Codianni repositions the phone, and I hear the plastic rustle of groceries bags being put down on the kitchen table. As a member of the age group most threatened by the coronavirus, I asked whether she’d considered the risk of continuing her work. 

“I’ve cut down a lot,” she responded. “I mean, I used to be out there every day, and now I go… maybe three times in the last three weeks,” she said with a sigh. “But they’re not just members, they’re friends now. They are, you know, our tribe.” I asked her whether she’d taken up any hobbies (baking bread? gardening?) during quarantine. “Um, conference calls,” she replied with a rasping laugh. “I’m still working closely with the Global Health Justice Partnership, planning strategies of what we’re going to do, what we can do.”

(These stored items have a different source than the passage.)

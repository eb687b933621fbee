//! Shell command classification.
//!
//! Shell invocations cannot carry a single fixed sensitivity: `ls` and
//! `rm` arrive through the same tool. The [`CommandClassifier`] first
//! rejects blocked patterns outright (command chaining, privilege
//! escalation, destructive filesystem operations, power and user
//! management, registry edits), then classifies whitelisted commands:
//! read-only/diagnostic commands are safe, build and VCS commands without
//! write subcommands are moderate, and every other whitelisted command is
//! sensitive. Commands outside the whitelist are rejected.

use regex::Regex;

use crate::error::ToolError;
use crate::tool::Sensitivity;

/// Patterns that reject a command before classification.
const BLOCKED_PATTERNS: &[(&str, &str)] = &[
    (r"[;&|]|\$\(|`|>|<", "command chaining or redirection"),
    (r"^\s*(sudo|su|doas|runas)\b", "privilege escalation"),
    (r"^\s*rm\s+(-[a-zA-Z]*[rf][a-zA-Z]*\s+)+", "recursive or forced delete"),
    (r"^\s*(mkfs|fdisk|parted)\b", "disk formatting"),
    (r"^\s*dd\b", "raw disk write"),
    (r"^\s*(shutdown|reboot|poweroff|halt)\b", "power management"),
    (
        r"^\s*(useradd|userdel|usermod|groupadd|groupdel|passwd|chown)\b",
        "user management",
    ),
    (r"^\s*(reg|regedit)\b", "registry edit"),
    (r"^\s*net\s+user\b", "user management"),
];

/// Base commands that only inspect state.
const READ_ONLY_COMMANDS: &[&str] = &[
    "ls", "dir", "pwd", "cat", "head", "tail", "grep", "find", "which", "file", "stat", "wc",
    "whoami", "hostname", "uname", "date", "uptime", "df", "du", "free", "ps", "env", "echo",
];

/// Build and VCS commands; write subcommands push them to sensitive.
const BUILD_VCS_COMMANDS: &[&str] = &[
    "git", "cargo", "npm", "pnpm", "yarn", "pip", "make", "mvn", "gradle",
];

/// Subcommands of build/VCS commands that mutate shared state.
const WRITE_SUBCOMMANDS: &[&str] = &[
    "push", "commit", "merge", "rebase", "reset", "checkout", "clone", "install", "uninstall",
    "publish", "add", "remove", "update", "upgrade", "deploy",
];

/// Remaining whitelisted commands; always sensitive.
const OTHER_WHITELISTED_COMMANDS: &[&str] = &[
    "touch", "mkdir", "cp", "mv", "rm", "curl", "wget", "tar", "zip", "unzip", "python",
    "python3", "node", "kill",
];

/// Classifies shell commands into a sensitivity level, rejecting blocked
/// patterns before classification.
#[derive(Debug)]
pub struct CommandClassifier {
    blocked: Vec<(Regex, &'static str)>,
}

impl CommandClassifier {
    /// Create a classifier with the default policy.
    #[must_use]
    pub fn new() -> Self {
        let blocked = BLOCKED_PATTERNS
            .iter()
            .filter_map(|(pattern, reason)| Regex::new(pattern).ok().map(|re| (re, *reason)))
            .collect();
        Self { blocked }
    }

    /// Classify one command line.
    ///
    /// # Errors
    ///
    /// Returns [`ToolError::Blocked`] for blocked patterns and for commands
    /// outside the whitelist.
    pub fn classify(&self, command: &str) -> Result<Sensitivity, ToolError> {
        let trimmed = command.trim();
        if trimmed.is_empty() {
            return Err(ToolError::InvalidArguments("empty command".to_owned()));
        }

        for (re, reason) in &self.blocked {
            if re.is_match(trimmed) {
                return Err(ToolError::Blocked((*reason).to_owned()));
            }
        }

        let mut tokens = trimmed.split_whitespace();
        let base = tokens.next().unwrap_or_default();
        let subcommand = tokens.next().unwrap_or_default();

        if READ_ONLY_COMMANDS.contains(&base) {
            return Ok(Sensitivity::Safe);
        }

        if BUILD_VCS_COMMANDS.contains(&base) {
            if WRITE_SUBCOMMANDS.contains(&subcommand) {
                return Ok(Sensitivity::Sensitive);
            }
            return Ok(Sensitivity::Moderate);
        }

        if OTHER_WHITELISTED_COMMANDS.contains(&base) {
            return Ok(Sensitivity::Sensitive);
        }

        Err(ToolError::Blocked(format!("command '{base}' is not whitelisted")))
    }
}

impl Default for CommandClassifier {
    fn default() -> Self {
        Self::new()
    }
}

#[cfg(test)]
#[allow(clippy::unwrap_used)]
mod tests {
    use super::*;

    fn classify(cmd: &str) -> Result<Sensitivity, ToolError> {
        CommandClassifier::new().classify(cmd)
    }

    mod blocked {
        use super::*;

        #[test]
        fn command_chaining_is_rejected() {
            for cmd in ["ls; rm x", "ls && rm x", "cat a | sh", "echo `id`", "echo $(id)"] {
                assert!(matches!(classify(cmd), Err(ToolError::Blocked(_))), "{cmd}");
            }
        }

        #[test]
        fn redirection_is_rejected() {
            assert!(matches!(classify("echo hi > /etc/hosts"), Err(ToolError::Blocked(_))));
        }

        #[test]
        fn privilege_escalation_is_rejected() {
            assert!(matches!(classify("sudo apt install x"), Err(ToolError::Blocked(_))));
            assert!(matches!(classify("su root"), Err(ToolError::Blocked(_))));
        }

        #[test]
        fn destructive_filesystem_ops_are_rejected() {
            assert!(matches!(classify("rm -rf /home/u"), Err(ToolError::Blocked(_))));
            assert!(matches!(classify("rm -fr tmp"), Err(ToolError::Blocked(_))));
            assert!(matches!(classify("dd if=/dev/zero of=/dev/sda"), Err(ToolError::Blocked(_))));
            assert!(matches!(classify("mkfs.ext4 /dev/sda1"), Err(ToolError::Blocked(_))));
        }

        #[test]
        fn power_and_user_management_are_rejected() {
            assert!(matches!(classify("shutdown -h now"), Err(ToolError::Blocked(_))));
            assert!(matches!(classify("reboot"), Err(ToolError::Blocked(_))));
            assert!(matches!(classify("useradd mallory"), Err(ToolError::Blocked(_))));
            assert!(matches!(classify("passwd root"), Err(ToolError::Blocked(_))));
            assert!(matches!(classify("net user admin secret /add"), Err(ToolError::Blocked(_))));
        }

        #[test]
        fn registry_edits_are_rejected() {
            assert!(matches!(classify("reg add HKLM\\Software"), Err(ToolError::Blocked(_))));
        }

        #[test]
        fn non_whitelisted_command_is_rejected() {
            assert!(matches!(classify("nc -l 4444"), Err(ToolError::Blocked(_))));
        }

        #[test]
        fn empty_command_is_invalid() {
            assert!(matches!(classify("   "), Err(ToolError::InvalidArguments(_))));
        }
    }

    mod safe {
        use super::*;

        #[test]
        fn read_only_commands_are_safe() {
            for cmd in ["ls -la /tmp", "pwd", "cat notes.txt", "grep fn main.rs", "df -h"] {
                assert_eq!(classify(cmd).unwrap(), Sensitivity::Safe, "{cmd}");
            }
        }
    }

    mod moderate {
        use super::*;

        #[test]
        fn vcs_queries_are_moderate() {
            assert_eq!(classify("git status").unwrap(), Sensitivity::Moderate);
            assert_eq!(classify("git log --oneline").unwrap(), Sensitivity::Moderate);
            assert_eq!(classify("git diff").unwrap(), Sensitivity::Moderate);
        }

        #[test]
        fn builds_are_moderate() {
            assert_eq!(classify("cargo build --release").unwrap(), Sensitivity::Moderate);
            assert_eq!(classify("npm test").unwrap(), Sensitivity::Moderate);
            assert_eq!(classify("make check").unwrap(), Sensitivity::Moderate);
        }
    }

    mod sensitive {
        use super::*;

        #[test]
        fn vcs_write_subcommands_are_sensitive() {
            assert_eq!(classify("git push origin main").unwrap(), Sensitivity::Sensitive);
            assert_eq!(classify("git commit -m wip").unwrap(), Sensitivity::Sensitive);
            assert_eq!(classify("npm install left-pad").unwrap(), Sensitivity::Sensitive);
        }

        #[test]
        fn other_whitelisted_commands_are_sensitive() {
            assert_eq!(classify("touch new.txt").unwrap(), Sensitivity::Sensitive);
            assert_eq!(classify("mv a b").unwrap(), Sensitivity::Sensitive);
            assert_eq!(classify("curl https://example.com").unwrap(), Sensitivity::Sensitive);
            assert_eq!(classify("rm stale.txt").unwrap(), Sensitivity::Sensitive);
        }
    }
}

The peak of the infection curve for Connecticut is expected around mid-May. Despite the work of the city and non-profits, the majority of the homeless population and survival sex workers may weather that peak on street curbs, or gathered together around benches on the Green. But the members of SWAN haven’t resigned themselves to New Haven going the way of Boston. As the infection and death figures climb steadily, Codianni sits at home and reaches out to anyone who will listen—governors, philanthropists, and reporters.

“And you can’t shut me up, as you just found out.”

— Rachel Calcott is a sophomore in Branford College.